To clarify wikipedia's words, CMT is genetic. Example: I have it, my father has it, his mother has it, her father had it, etc. However occasionally there is a spontanious mutation in the genes and someone has CMT without having a parent who has it. (this is very rare)
I will go into more details later, but now I'll tell you a bit about me and why I'm writing this blog. Through my teenage years I have researched a lot about CMT, to try to understand it better. I only really found out I had it when I was about 13, when I started getting nerve pains in my arms. I've found that most sites that talk about it are very hard to understand, so I want this to be something that people can look to for easy to understand information. This will also be a journal for me. I'll write about things I'm trying, changes, new research, etc. I hope that eventually people will understand this disease (ugh, I don't like that word) better, and that together we can find a cure for it.
-Char
posted by Char @ 8:43 AM
2 comments
2 Comments:
I am a 72 year old female with CMT1B. I just want you to know I really appreciate this blog about CMT. Well written. I take L Carnitine, CoEnzyme Q10, Alpha Lipoic acid and Vitamin C (tho, like the author, not 1000 units or more as it made me ill also).
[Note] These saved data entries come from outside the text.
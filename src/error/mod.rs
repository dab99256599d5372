//! Error types and handling for gitopsi
//!
//! Uses `thiserror` for error definitions and `miette` for pretty diagnostics.
//!
//! There is no conflict variant: namespace and component-name collisions are
//! reported as data by the installer.

use miette::Diagnostic;
use thiserror::Error;

#[cfg(test)]
mod tests;

/// Main error type for gitopsi operations
#[derive(Error, Diagnostic, Debug)]
pub enum GitopsiError {
    // Pattern errors
    #[error("Pattern '{name}' not found in any registry")]
    #[diagnostic(
        code(gitopsi::pattern::not_found),
        help("Run 'gitopsi search' to list the patterns your registries provide")
    )]
    PatternNotFound { name: String },

    #[error("Pattern '{name}' has no version '{version}'")]
    #[diagnostic(code(gitopsi::pattern::version_not_found))]
    VersionNotFound { name: String, version: String },

    #[error("Pattern '{name}' is not installed")]
    #[diagnostic(
        code(gitopsi::pattern::not_installed),
        help("Run 'gitopsi list' to see installed patterns")
    )]
    NotInstalled { name: String },

    #[error("Invalid pattern definition: {message}")]
    #[diagnostic(code(gitopsi::pattern::invalid))]
    PatternInvalid { message: String },

    #[error("Pattern '{name}' would overwrite '{path}', which belongs to pattern '{owner}'")]
    #[diagnostic(
        code(gitopsi::pattern::path_conflict),
        help("Choose another environment name or uninstall '{owner}' first")
    )]
    PathConflict {
        name: String,
        path: String,
        owner: String,
    },

    #[error("Pattern '{name}' is not compatible: {reason}")]
    #[diagnostic(code(gitopsi::pattern::incompatible))]
    Incompatible { name: String, reason: String },

    // Configuration errors
    #[error("Configuration for '{name}' is invalid: {message}")]
    #[diagnostic(
        code(gitopsi::config::validation_failed),
        help("Check the keys and types declared under spec.config in pattern.yaml")
    )]
    ValidationFailed { name: String, message: String },

    #[error("Failed to parse configuration file: {path}: {reason}")]
    #[diagnostic(code(gitopsi::config::parse_failed))]
    ConfigParseFailed { path: String, reason: String },

    // Dependency errors
    #[error("Required dependency '{dependency}' of '{name}' failed: {reason}")]
    #[diagnostic(code(gitopsi::deps::failed))]
    DependencyFailed {
        name: String,
        dependency: String,
        reason: String,
    },

    #[error("Circular dependency detected: {chain}")]
    #[diagnostic(
        code(gitopsi::deps::circular),
        help("Remove the circular dependency from the pattern definitions")
    )]
    CycleDetected { chain: String },

    // Registry errors
    #[error("Registry '{registry}' failed: {reason}")]
    #[diagnostic(code(gitopsi::registry::failed))]
    RegistryFailed { registry: String, reason: String },

    // State errors
    #[error("Failed to parse pattern ledger: {path}: {reason}")]
    #[diagnostic(
        code(gitopsi::state::parse_failed),
        help("The ledger is plain YAML; fix or remove it to start from an empty ledger")
    )]
    StateParseFailed { path: String, reason: String },

    #[error("Failed to lock {path}: {reason}")]
    #[diagnostic(code(gitopsi::state::lock_failed))]
    LockFailed { path: String, reason: String },

    // File system errors
    #[error("Failed to read file: {path}: {reason}")]
    #[diagnostic(code(gitopsi::fs::read_failed))]
    FileReadFailed { path: String, reason: String },

    #[error("Failed to write file: {path}: {reason}")]
    #[diagnostic(code(gitopsi::fs::write_failed))]
    FileWriteFailed { path: String, reason: String },

    #[error("Failed to remove file: {path}: {reason}")]
    #[diagnostic(
        code(gitopsi::fs::remove_failed),
        help("Re-run with --force to ignore removal errors")
    )]
    FileRemoveFailed { path: String, reason: String },

    #[error("IO error: {message}")]
    #[diagnostic(code(gitopsi::fs::io_error))]
    IoError { message: String },
}

impl From<std::io::Error> for GitopsiError {
    fn from(err: std::io::Error) -> Self {
        GitopsiError::IoError {
            message: err.to_string(),
        }
    }
}

impl From<serde_yaml::Error> for GitopsiError {
    fn from(err: serde_yaml::Error) -> Self {
        GitopsiError::ConfigParseFailed {
            path: "unknown".to_string(),
            reason: err.to_string(),
        }
    }
}

impl From<serde_json::Error> for GitopsiError {
    fn from(err: serde_json::Error) -> Self {
        GitopsiError::ConfigParseFailed {
            path: "unknown".to_string(),
            reason: err.to_string(),
        }
    }
}

impl From<inquire::InquireError> for GitopsiError {
    fn from(err: inquire::InquireError) -> Self {
        GitopsiError::IoError {
            message: err.to_string(),
        }
    }
}

/// Result type alias using miette for error handling
pub type Result<T> = miette::Result<T, GitopsiError>;

pub(crate) fn read_error(path: &std::path::Path, e: &std::io::Error) -> GitopsiError {
    GitopsiError::FileReadFailed {
        path: path.display().to_string(),
        reason: e.to_string(),
    }
}

pub(crate) fn write_error(path: &std::path::Path, e: &std::io::Error) -> GitopsiError {
    GitopsiError::FileWriteFailed {
        path: path.display().to_string(),
        reason: e.to_string(),
    }
}
use clap::Parser;

use crate::installer::UninstallOptions;

/// Arguments for the uninstall command
#[derive(Parser, Debug)]
#[command(after_help = "EXAMPLES:\n  \
                  Remove a pattern and its files:\n    gitopsi uninstall monitoring\n\n\
                  Forget a pattern but keep its files:\n    gitopsi uninstall monitoring --keep-files\n\n\
                  Skip confirmation:\n    gitopsi uninstall monitoring -y")]
pub struct UninstallArgs {
    /// Pattern name
    pub name: String,

    /// Remove the ledger entry but leave generated files in place
    #[arg(long)]
    pub keep_files: bool,

    /// Continue when a file cannot be removed
    #[arg(long, short = 'f')]
    pub force: bool,

    /// Skip confirmation prompt
    #[arg(long, short = 'y')]
    pub yes: bool,
}

impl From<&UninstallArgs> for UninstallOptions {
    fn from(args: &UninstallArgs) -> Self {
        Self {
            keep_files: args.keep_files,
            force: args.force,
            auto_approve: args.yes,
        }
    }
}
I feel the Alpha Lipoic Acid really helped my balance and walking to some degree. I take 400 units of it.
Incidentally, I was not diagnosed until I was in my late 60s when I started falling for no reason and then walking became harder and harder and feet went numb and can't move toes, etc. But now I know why I could not run and play like most other kids when I was young.
I inherited this from my father and his father before him, but no Dr. at that time around this part of Pennsylvania. aparently knew about CMT as they never put a name to it.
Hi June, it's great to see you here and I'm glad you like my blog! Thank you :)
It sounds like you're on a good list of supplements. I'm not as familiar with CMT1B, but if there's anything you'd like to know about let me know, I can either tell you personally or make a post about it.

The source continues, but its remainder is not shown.